This Show is Not in Tacoma: A Facebook Discussion.
First Sea Lord: Ann Gale's extraordinary paintings at Dolby Chadwick gallery in S.F. - Review by Dewitt Cheng.
Undersecretary: I wish it were in Tacoma. Darn!
First Sea Lord: U, as you don't live anywhere near there, Tacoma seems like an oddly specific request. "If only it were in Bloomington, Illinois, or perhaps, Lincoln, Nebraska. Also, I hear Ashland, Oregon is nice. "
Undersecretary: Tacoma art scene, in my experience, is less crowded than Seattle's.
First Sea Lord: As is the art scene in Topeka, Kansas, Ft. Wayne, Indiana, Plano, Texas, Pierre, South Dakota, Ulan Bator, Mongolia, Darwin, Austrailia, The Principality of Lichtenstein, Lichtenstein, Luang Prabang, Laos, Nukus, Uzbekistan, (in spite of the Karakalpakstan State Museum of Art) and of course Eagle River, Alaska. Also, the show is in San Francisco, California. I fail to grasp your meaning.
Undersecretary: Tacoma is cheaper to reach than any of those places, save Eagle River (which is a silly idea, one must admit).
First Sea Lord: So let me restate: you would be interested in seeing this superb show, even though you would have to fly 2000 miles to see it, but only, specifically, in Tacoma, even though the show is in San Francisco, which is too expensive to fly to and presumably more crowded; but you also wouldn't see it if it were in Seattle, because the art scene is also too crowded- although you rarely have seen the art scene in Seattle- but you would conceivable fly to see it in Tacoma- on the same hypothetical flight, no doubt- all because, while there is no reason implied or stated in the article for this show to be in Tacoma at all, Tacoma, like almost anywhere on earth where this show is also not, such as Whitehorse, Yukon Territories, Henley-on-Thames, Berks, UK, or Adamstown, capital of Pitcairn Island in the South Pacific, would be less crowded enough at the imaginary version of this event for you to actually go see this show, concerned as you naturally must be at the prospect of a crowd of 40 people seeing this show in Seattle or San Francisco with you as opposed to a crowd of perhaps 27 in Tacoma.
As you must sure realize if you are indeed in the habit of hopping on planes for a long flight to see an art show at a gallery in another city over a thousand miles away, galleries do not usually have large crowds during most of their working hours, only at the opening events, if they are lucky. Avoiding a crowd at an art gallery is, if you ask any gallery owner, all too easy. I am as willing to personally guarantee that an airplane will be more crowded than even the most popular art galleries, as I am wholly mystified by your jealous desire to see this show only in Tacoma, Washington, which is certainly a place of untold delights, not in Seattle, Washington, 30 miles away, where the artist lives, nor in San Francisco, California, where it actually is, on the basis that it would be less crowded. And if we are going to wish it were somewhere when there is no reason of any kind for it to be there, why not, I ask, wish that it were in Anchorage, Alaska, near to you where you are, at one of the one (1) thriving contemporary art galleries in Alaska's largest city?
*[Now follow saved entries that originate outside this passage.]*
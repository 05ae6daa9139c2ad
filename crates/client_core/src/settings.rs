use std::{collections::HashMap, fs, path::PathBuf, str::FromStr, time::Duration};

use chain::RpcConfig;
use shared::domain::Address;
use storage::{DeploymentStore, HardhatArtifacts};
use thiserror::Error;

use crate::confirm::ConfirmationPolicy;

pub const SETTINGS_FILE: &str = "recipe.toml";
pub const DEFAULT_LENS_HUB: &str = "0x5de679113eA5fdC6a0239fBbBb8C476456dD4A1A";

#[derive(Debug, Error)]
pub enum SettingsError {
    #[error("failed to parse {path}: {source}")]
    File {
        path: PathBuf,
        source: toml::de::Error,
    },
    #[error("invalid value for '{key}': {value}")]
    Invalid { key: String, value: String },
}

#[derive(Debug, Clone, PartialEq, Eq)]
pub struct Settings {
    pub rpc_url: String,
    pub network: String,
    pub deployments_dir: PathBuf,
    pub artifacts_dir: PathBuf,
    pub lens_hub: Address,
    pub module_registry: Option<Address>,
    pub metadata_upload_url: Option<String>,
    pub metadata_uri_scheme: String,
    pub confirmation_timeout_secs: u64,
    pub confirmation_poll_interval_ms: u64,
    pub registration_settle_secs: u64,
    pub http_timeout_secs: u64,
}

impl Default for Settings {
    fn default() -> Self {
        Self {
            rpc_url: "http://127.0.0.1:8545".into(),
            network: "localhost".into(),
            deployments_dir: PathBuf::from("deployments"),
            artifacts_dir: PathBuf::from("artifacts"),
            lens_hub: Address::from_str(DEFAULT_LENS_HUB).unwrap_or(Address::ZERO),
            module_registry: None,
            metadata_upload_url: None,
            metadata_uri_scheme: "ar".into(),
            confirmation_timeout_secs: 60,
            confirmation_poll_interval_ms: 500,
            registration_settle_secs: 0,
            http_timeout_secs: 30,
        }
    }
}

// (settings key, env names in ascending precedence)
const ENV_KEYS: &[(&str, &[&str])] = &[
    ("rpc_url", &["RPC_URL", "APP__RPC_URL"]),
    ("network", &["NETWORK", "APP__NETWORK"]),
    ("deployments_dir", &["DEPLOYMENTS_DIR", "APP__DEPLOYMENTS_DIR"]),
    ("artifacts_dir", &["ARTIFACTS_DIR", "APP__ARTIFACTS_DIR"]),
    ("lens_hub", &["LENS_HUB", "APP__LENS_HUB"]),
    ("module_registry", &["MODULE_REGISTRY", "APP__MODULE_REGISTRY"]),
    (
        "metadata_upload_url",
        &["METADATA_UPLOAD_URL", "APP__METADATA_UPLOAD_URL"],
    ),
    ("metadata_uri_scheme", &["APP__METADATA_URI_SCHEME"]),
    (
        "confirmation_timeout_secs",
        &["APP__CONFIRMATION_TIMEOUT_SECS"],
    ),
    (
        "confirmation_poll_interval_ms",
        &["APP__CONFIRMATION_POLL_INTERVAL_MS"],
    ),
    (
        "registration_settle_secs",
        &["APP__REGISTRATION_SETTLE_SECS"],
    ),
    ("http_timeout_secs", &["APP__HTTP_TIMEOUT_SECS"]),
];

fn parse_secs(key: &str, value: &str) -> Result<u64, SettingsError> {
    value.trim().parse().map_err(|_| SettingsError::Invalid {
        key: key.to_string(),
        value: value.to_string(),
    })
}

fn parse_address(key: &str, value: &str) -> Result<Address, SettingsError> {
    value.trim().parse().map_err(|_| SettingsError::Invalid {
        key: key.to_string(),
        value: value.to_string(),
    })
}

fn non_empty(value: &str) -> Option<String> {
    let trimmed = value.trim();
    (!trimmed.is_empty()).then(|| trimmed.to_string())
}

impl Settings {
    /// Sets one key from its string form. Unknown keys are ignored.
    pub fn apply(&mut self, key: &str, value: &str) -> Result<(), SettingsError> {
        match key {
            "rpc_url" => self.rpc_url = value.trim().to_string(),
            "network" => self.network = value.trim().to_string(),
            "deployments_dir" => self.deployments_dir = PathBuf::from(value.trim()),
            "artifacts_dir" => self.artifacts_dir = PathBuf::from(value.trim()),
            "lens_hub" => self.lens_hub = parse_address(key, value)?,
            "module_registry" => {
                self.module_registry = match non_empty(value) {
                    Some(raw) => Some(parse_address(key, &raw)?),
                    None => None,
                }
            }
            "metadata_upload_url" => self.metadata_upload_url = non_empty(value),
            "metadata_uri_scheme" => self.metadata_uri_scheme = value.trim().to_string(),
            "confirmation_timeout_secs" => self.confirmation_timeout_secs = parse_secs(key, value)?,
            "confirmation_poll_interval_ms" => {
                self.confirmation_poll_interval_ms = parse_secs(key, value)?
            }
            "registration_settle_secs" => self.registration_settle_secs = parse_secs(key, value)?,
            "http_timeout_secs" => self.http_timeout_secs = parse_secs(key, value)?,
            _ => {}
        }
        Ok(())
    }

    pub fn apply_toml(&mut self, raw: &str) -> Result<(), toml::de::Error> {
        let file_cfg = toml::from_str::<HashMap<String, toml::Value>>(raw)?;
        for (key, value) in file_cfg {
            let value = match value {
                toml::Value::String(s) => s,
                other => other.to_string(),
            };
            // A bad value in the file should not hide the env overlay.
            if let Err(err) = self.apply(&key, &value) {
                tracing::warn!(%err, "ignoring settings file entry");
            }
        }
        Ok(())
    }

    pub fn apply_env<F>(&mut self, lookup: F) -> Result<(), SettingsError>
    where
        F: Fn(&str) -> Option<String>,
    {
        for (key, names) in ENV_KEYS {
            for name in *names {
                if let Some(value) = lookup(name) {
                    self.apply(key, &value)?;
                }
            }
        }
        Ok(())
    }

    pub fn confirmation_policy(&self) -> ConfirmationPolicy {
        ConfirmationPolicy {
            poll_interval: Duration::from_millis(self.confirmation_poll_interval_ms.max(1)),
            timeout: Some(Duration::from_secs(self.confirmation_timeout_secs)),
        }
    }

    pub fn registration_settle_delay(&self) -> Duration {
        Duration::from_secs(self.registration_settle_secs)
    }

    pub fn http_timeout(&self) -> Duration {
        Duration::from_secs(self.http_timeout_secs)
    }

    pub fn rpc_config(&self) -> RpcConfig {
        RpcConfig {
            url: self.rpc_url.clone(),
            request_timeout: self.http_timeout(),
        }
    }

    pub fn deployment_store(&self) -> DeploymentStore {
        DeploymentStore::new(&self.deployments_dir, &self.network)
    }

    pub fn hardhat_artifacts(&self) -> HardhatArtifacts {
        HardhatArtifacts::new(&self.artifacts_dir)
    }
}

/// Defaults, then `recipe.toml` in the working directory, then environment.
pub fn load_settings() -> Result<Settings, SettingsError> {
    let mut settings = Settings::default();

    if let Ok(raw) = fs::read_to_string(SETTINGS_FILE) {
        settings
            .apply_toml(&raw)
            .map_err(|source| SettingsError::File {
                path: PathBuf::from(SETTINGS_FILE),
                source,
            })?;
    }

    settings.apply_env(|name| std::env::var(name).ok())?;
    Ok(settings)
}

#[cfg(test)]
mod tests {
    use super::*;

    #[test]
    fn defaults_point_at_local_node_and_lens_hub() {
        let settings = Settings::default();
        assert_eq!(settings.rpc_url, "http://127.0.0.1:8545");
        assert_eq!(
            settings.lens_hub.to_string(),
            DEFAULT_LENS_HUB.to_ascii_lowercase()
        );
        assert_eq!(settings.module_registry, None);
        assert_eq!(settings.registration_settle_delay(), Duration::ZERO);
    }

    #[test]
    fn file_then_env_overlay() {
        let mut settings = Settings::default();
        settings
            .apply_toml(
                r#"
                network = "mumbai"
                module_registry = "0x1111111111111111111111111111111111111111"
                confirmation_timeout_secs = 5
                "#,
            )
            .expect("toml");
        assert_eq!(settings.network, "mumbai");
        assert_eq!(settings.confirmation_timeout_secs, 5);

        let env: HashMap<&str, &str> = HashMap::from([
            ("MODULE_REGISTRY", "0x2222222222222222222222222222222222222222"),
            ("APP__MODULE_REGISTRY", "0x3333333333333333333333333333333333333333"),
            ("LENS_HUB", "0x4444444444444444444444444444444444444444"),
        ]);
        settings
            .apply_env(|name| env.get(name).map(|v| v.to_string()))
            .expect("env");

        assert_eq!(
            settings.module_registry,
            Some(Address([0x33; 20])),
            "APP__ names win over plain names"
        );
        assert_eq!(settings.lens_hub, Address([0x44; 20]));
        assert_eq!(settings.network, "mumbai");
    }

    #[test]
    fn invalid_env_value_is_rejected() {
        let mut settings = Settings::default();
        let err = settings
            .apply_env(|name| (name == "LENS_HUB").then(|| "not-an-address".to_string()))
            .expect_err("invalid hub");
        assert!(matches!(err, SettingsError::Invalid { key, .. } if key == "lens_hub"));
    }

    #[test]
    fn empty_registry_clears_it() {
        let mut settings = Settings::default();
        settings
            .apply("module_registry", "0x1111111111111111111111111111111111111111")
            .expect("set");
        settings.apply("module_registry", "  ").expect("clear");
        assert_eq!(settings.module_registry, None);
    }
}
Here is, I should say, another flaw in your reasoning. Tacoma, I should mention, not unlike Ougadougou, the capital of Burkina Faso, now has a much more thriving and admirably crowded art scene than in the past, as the result of concentrated city and private efforts to, quite the opposite of dissuading people from attending art exhbitions, encourage just that sort of thing.
I hope that, if nothing else, we have established in our discussion that Ann Gale's sterling show of paintings is located in San Francisco, California, and that in no way is it located in Tacoma, Washington, was never conceived of being in Tacoma, Washington, was not proposed to anyone in Tacoma, Washington, and these works, selling out as they often do, will never be in Tacoma, Washington. And when she does show in Washington, it is most often in Seattle, Washington, because she lives here, works here, and she hopes perhaps, somewhat against your clearly compelling personal interest, to draw a crowd.
4 Comments:
That show's downtown? I wish it was in the Mission. Darn!
You can get to the Mission by taking MUNI to the Civic Center, to BART, then to the Oakland Airport, flying to Paris, then Lagos, then Burkina Faso, taking a return flight through Frankfurt, Oslo, Magadan, and Vancouver, and arriving at SFO, from which you can take a BART to Powell St. Station.
I don't know how to communicate this in a way that would not be mis-construed, so I'll just leave it right here.
How they could miss Eagle River in that rating is a mystery.